• _Problem description_: Retype the whole of the data exactly.

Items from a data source
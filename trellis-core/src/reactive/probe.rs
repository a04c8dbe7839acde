//! A recording subscriber shared by the unit tests.

use std::cell::{Cell, RefCell};
use std::collections::HashSet;
use std::rc::Rc;

use super::dep::{Dep, DepId};
use super::subscriber::{Subscriber, SubscriberId};
use crate::error::{ReactiveError, Result};

/// Records every update into a shared log and de-duplicates its Deps.
pub(crate) struct Probe {
    id: SubscriberId,
    log: Rc<RefCell<Vec<SubscriberId>>>,
    deps: RefCell<HashSet<DepId>>,
    updates: Cell<usize>,
    fail: bool,
}

impl Probe {
    pub(crate) fn new() -> Rc<Self> {
        Self::with_log(Rc::new(RefCell::new(Vec::new())))
    }

    pub(crate) fn with_log(log: Rc<RefCell<Vec<SubscriberId>>>) -> Rc<Self> {
        Rc::new(Self {
            id: SubscriberId::new(),
            log,
            deps: RefCell::new(HashSet::new()),
            updates: Cell::new(0),
            fail: false,
        })
    }

    pub(crate) fn failing(log: Rc<RefCell<Vec<SubscriberId>>>) -> Rc<Self> {
        Rc::new(Self {
            id: SubscriberId::new(),
            log,
            deps: RefCell::new(HashSet::new()),
            updates: Cell::new(0),
            fail: true,
        })
    }

    pub(crate) fn updates(&self) -> usize {
        self.updates.get()
    }

    pub(crate) fn dep_count(&self) -> usize {
        self.deps.borrow().len()
    }
}

impl Subscriber for Probe {
    fn id(&self) -> SubscriberId {
        self.id
    }

    fn add_dep(self: Rc<Self>, dep: &Dep) {
        if self.deps.borrow_mut().insert(dep.id()) {
            dep.add_sub(self.clone());
        }
    }

    fn update(&self) -> Result<()> {
        self.updates.set(self.updates.get() + 1);
        self.log.borrow_mut().push(self.id);
        if self.fail {
            return Err(ReactiveError::subscriber(self.id.raw(), "probe failure"));
        }
        Ok(())
    }
}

• _Response area_:
filename trellis-core/src/reactive/probe.rs
repository a04c8dbe7839acde
//! A recording subscriber shared by the unit tests.

use std::cell::{Cell, RefCell};
use std::collections::HashSet;
use std::rc::Rc;

use super::dep::{Dep, DepId};
use super::subscriber::{Subscriber, SubscriberId};
use crate::error::{ReactiveError, Result};

/// Records every update into a shared log and de-duplicates its Deps.
pub(crate) struct Probe {
    id: SubscriberId,
    log: Rc<RefCell<Vec<SubscriberId>>>,
    deps: RefCell<HashSet<DepId>>,
    updates: Cell<usize>,
    fail: bool,
}

impl Probe {
    pub(crate) fn new() -> Rc<Self> {
        Self::with_log(Rc::new(RefCell::new(Vec::new())))
    }

    pub(crate) fn with_log(log: Rc<RefCell<Vec<SubscriberId>>>) -> Rc<Self> {
        Rc::new(Self {
            id: SubscriberId::new(),
            log,
            deps: RefCell::new(HashSet::new()),
            updates: Cell::new(0),
            fail: false,
        })
    }

    pub(crate) fn failing(log: Rc<RefCell<Vec<SubscriberId>>>) -> Rc<Self> {
        Rc::new(Self {
            id: SubscriberId::new(),
            log,
            deps: RefCell::new(HashSet::new()),
            updates: Cell::new(0),
            fail: true,
        })
    }

    pub(crate) fn updates(&self) -> usize {
        self.updates.get()
    }

    pub(crate) fn dep_count(&self) -> usize {
        self.deps.borrow().len()
    }
}

impl Subscriber for Probe {
    fn id(&self) -> SubscriberId {
        self.id
    }

    fn add_dep(self: Rc<Self>, dep: &Dep) {
        if self.deps.borrow_mut().insert(dep.id()) {
            dep.add_sub(self.clone());
        }
    }

    fn update(&self) -> Result<()> {
        self.updates.set(self.updates.get() + 1);
        self.log.borrow_mut().push(self.id);
        if self.fail {
            return Err(ReactiveError::subscriber(self.id.raw(), "probe failure"));
        }
        Ok(())
    }
}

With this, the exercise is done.